All-Atom Structure-Based Model of RNA with Explicit Electrostatics and Explicit Treatment of Mobile Ions

Structure-based models (SBM) allow milliseconds effective timescale simulations of large biomolecular assemblies. In an SBM, the prevalent potential energy minima are defined to correspond to native structures. Here, we have developed an all-atom SBM in which non-hydrogen atoms and diffuse ions (K⁺, Cl^-, Mg²⁺) electrostatics are described explicitly. The effective desolvation potentials for ion-ion and ion-RNA interactions are introduced such that solvation is treated implicitly. Excluded volume term and long range Coulomb interaction are also included in the forcefield. To calibrate the model, we simulate RNA Helix 44 and compare various observable quantities with explicit-solvent simulations.

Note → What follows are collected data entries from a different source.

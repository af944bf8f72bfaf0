// SPDX-License-Identifier: Apache-2.0 OR MIT
// Copyright (c) 2025-2026 naskel.com

//! Value model: the in-memory payload bound to a schema.

mod record;
mod reference;

pub use record::{FromValue, Record};
pub use reference::{RefHandle, Reference};

use crate::schema::{ElementKind, FieldKind, ScalarKind};

/// A decoded (or to-be-encoded) field value.
///
/// Variants mirror [`FieldKind`]; a record only holds values whose shape
/// matches their descriptor.
#[derive(Debug, Clone, PartialEq)]
pub enum Value {
    // Scalars
    Bool(bool),
    I8(i8),
    I16(i16),
    I32(i32),
    I64(i64),
    U8(u8),
    U16(u16),
    U32(u32),
    U64(u64),
    F32(f32),
    F64(f64),

    Text(String),

    // Collections
    Array(Vec<Value>),
    Slice(Vec<Value>),
    Vector(Vec<Value>),

    // Nested
    Composite(Record),
    CompositeArray(Vec<Record>),
    Reference(Reference),
}

impl Value {
    /// Zero value of a scalar kind.
    pub fn default_scalar(kind: ScalarKind) -> Self {
        match kind {
            ScalarKind::Bool => Self::Bool(false),
            ScalarKind::I8 => Self::I8(0),
            ScalarKind::I16 => Self::I16(0),
            ScalarKind::I32 => Self::I32(0),
            ScalarKind::I64 => Self::I64(0),
            ScalarKind::U8 => Self::U8(0),
            ScalarKind::U16 => Self::U16(0),
            ScalarKind::U32 => Self::U32(0),
            ScalarKind::U64 => Self::U64(0),
            ScalarKind::F32 => Self::F32(0.0),
            ScalarKind::F64 => Self::F64(0.0),
        }
    }

    /// Default value of an element kind.
    pub fn default_element(kind: ElementKind) -> Self {
        match kind {
            ElementKind::Scalar(s) => Self::default_scalar(s),
            ElementKind::Text => Self::Text(String::new()),
        }
    }

    /// Default value of a field kind: zeroes, empty collections, absent references.
    pub fn default_for(kind: &FieldKind) -> Self {
        match kind {
            FieldKind::Scalar(s) => Self::default_scalar(*s),
            FieldKind::FixedArray { element, length } => {
                Self::Array(vec![Self::default_element(*element); *length])
            }
            FieldKind::VariableSlice { .. } => Self::Slice(Vec::new()),
            FieldKind::Vector { .. } => Self::Vector(Vec::new()),
            FieldKind::Text => Self::Text(String::new()),
            FieldKind::Composite(schema) => Self::Composite(Record::new(schema)),
            FieldKind::FixedArrayOfComposite { schema, length } => {
                Self::CompositeArray(vec![Record::new(schema); *length])
            }
            FieldKind::Reference(_) => Self::Reference(Reference::null()),
        }
    }

    /// Scalar kind of this value, if it is a scalar.
    pub fn scalar_kind(&self) -> Option<ScalarKind> {
        Some(match self {
            Self::Bool(_) => ScalarKind::Bool,
            Self::I8(_) => ScalarKind::I8,
            Self::I16(_) => ScalarKind::I16,
            Self::I32(_) => ScalarKind::I32,
            Self::I64(_) => ScalarKind::I64,
            Self::U8(_) => ScalarKind::U8,
            Self::U16(_) => ScalarKind::U16,
            Self::U32(_) => ScalarKind::U32,
            Self::U64(_) => ScalarKind::U64,
            Self::F32(_) => ScalarKind::F32,
            Self::F64(_) => ScalarKind::F64,
            _ => return None,
        })
    }

    /// Check if this value is a valid element of `kind`.
    pub fn matches_element(&self, kind: ElementKind) -> bool {
        match kind {
            ElementKind::Scalar(s) => self.scalar_kind() == Some(s),
            ElementKind::Text => matches!(self, Self::Text(_)),
        }
    }

    /// Shallow shape check against a field kind.
    ///
    /// Collection lengths and count links are checked by the encoder.
    pub fn matches_kind(&self, kind: &FieldKind) -> bool {
        match (self, kind) {
            (_, FieldKind::Scalar(s)) => self.scalar_kind() == Some(*s),
            (Self::Array(items), FieldKind::FixedArray { element, .. })
            | (Self::Slice(items), FieldKind::VariableSlice { element, .. })
            | (Self::Vector(items), FieldKind::Vector { element }) => {
                items.iter().all(|v| v.matches_element(*element))
            }
            (Self::Text(_), FieldKind::Text) => true,
            (Self::Composite(rec), FieldKind::Composite(schema)) => rec.schema() == schema,
            (Self::CompositeArray(recs), FieldKind::FixedArrayOfComposite { schema, .. }) => {
                recs.iter().all(|r| r.schema() == schema)
            }
            (Self::Reference(r), FieldKind::Reference(schema)) => {
                r.target().map_or(true, |t| t.schema() == schema)
            }
            _ => false,
        }
    }

    /// Integer value usable as an element count (None for non-integers).
    pub fn as_count(&self) -> Option<i128> {
        Some(match self {
            Self::I8(v) => i128::from(*v),
            Self::I16(v) => i128::from(*v),
            Self::I32(v) => i128::from(*v),
            Self::I64(v) => i128::from(*v),
            Self::U8(v) => i128::from(*v),
            Self::U16(v) => i128::from(*v),
            Self::U32(v) => i128::from(*v),
            Self::U64(v) => i128::from(*v),
            _ => return None,
        })
    }

    /// Build a count value of integer kind `kind` (None if it does not fit).
    pub fn from_count(kind: ScalarKind, count: usize) -> Option<Self> {
        Some(match kind {
            ScalarKind::I8 => Self::I8(i8::try_from(count).ok()?),
            ScalarKind::I16 => Self::I16(i16::try_from(count).ok()?),
            ScalarKind::I32 => Self::I32(i32::try_from(count).ok()?),
            ScalarKind::I64 => Self::I64(i64::try_from(count).ok()?),
            ScalarKind::U8 => Self::U8(u8::try_from(count).ok()?),
            ScalarKind::U16 => Self::U16(u16::try_from(count).ok()?),
            ScalarKind::U32 => Self::U32(u32::try_from(count).ok()?),
            ScalarKind::U64 => Self::U64(u64::try_from(count).ok()?),
            ScalarKind::Bool | ScalarKind::F32 | ScalarKind::F64 => return None,
        })
    }

    /// Short shape name used in error messages.
    pub fn shape_name(&self) -> String {
        if let Some(s) = self.scalar_kind() {
            return s.name().to_string();
        }
        match self {
            Self::Text(_) => "text".into(),
            Self::Array(v) => format!("array[{}]", v.len()),
            Self::Slice(v) => format!("slice[{}]", v.len()),
            Self::Vector(v) => format!("vector[{}]", v.len()),
            Self::Composite(r) => r.schema().name().to_string(),
            Self::CompositeArray(v) => format!("composite array[{}]", v.len()),
            Self::Reference(_) => "reference".into(),
            _ => "scalar".into(),
        }
    }

    pub fn as_bool(&self) -> Option<bool> {
        match self {
            Self::Bool(v) => Some(*v),
            _ => None,
        }
    }

    pub fn as_str(&self) -> Option<&str> {
        match self {
            Self::Text(v) => Some(v),
            _ => None,
        }
    }

    /// Elements of an array, slice or vector.
    pub fn as_elements(&self) -> Option<&[Value]> {
        match self {
            Self::Array(v) | Self::Slice(v) | Self::Vector(v) => Some(v),
            _ => None,
        }
    }

    pub fn as_record(&self) -> Option<&Record> {
        match self {
            Self::Composite(r) => Some(r),
            _ => None,
        }
    }

    pub fn as_records(&self) -> Option<&[Record]> {
        match self {
            Self::CompositeArray(v) => Some(v),
            _ => None,
        }
    }

    pub fn as_reference(&self) -> Option<&Reference> {
        match self {
            Self::Reference(r) => Some(r),
            _ => None,
        }
    }
}

macro_rules! scalar_value {
    ($($ty:ty => $variant:ident, $as:ident;)*) => {
        impl Value {
            $(
                pub fn $as(&self) -> Option<$ty> {
                    match self {
                        Self::$variant(v) => Some(*v),
                        _ => None,
                    }
                }
            )*
        }

        $(
            impl From<$ty> for Value {
                fn from(v: $ty) -> Self {
                    Self::$variant(v)
                }
            }
        )*
    };
}

scalar_value! {
    i8 => I8, as_i8;
    i16 => I16, as_i16;
    i32 => I32, as_i32;
    i64 => I64, as_i64;
    u8 => U8, as_u8;
    u16 => U16, as_u16;
    u32 => U32, as_u32;
    u64 => U64, as_u64;
    f32 => F32, as_f32;
    f64 => F64, as_f64;
}

impl From<bool> for Value {
    fn from(v: bool) -> Self {
        Self::Bool(v)
    }
}

impl From<String> for Value {
    fn from(v: String) -> Self {
        Self::Text(v)
    }
}

impl From<&str> for Value {
    fn from(v: &str) -> Self {
        Self::Text(v.to_string())
    }
}

impl From<Record> for Value {
    fn from(v: Record) -> Self {
        Self::Composite(v)
    }
}

impl From<Reference> for Value {
    fn from(v: Reference) -> Self {
        Self::Reference(v)
    }
}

Using an iterative refinement protocol, the parameters are optimized to reproduce the potential of mean force obtained from two-microsecond explicit-solvent simulations, until the parameters converge iteratively. This transferable forcefield for ion-ion and ion-RNA interactions are then used in SBM of large assemblies. In an initial application of this model, we show how diffuse ions and the excess ion atmosphere can modulate large-scale conformation dynamics in the ribosome. This opens the door to investigate the role of ions in a wide range of RNA-protein biomolecular assemblies.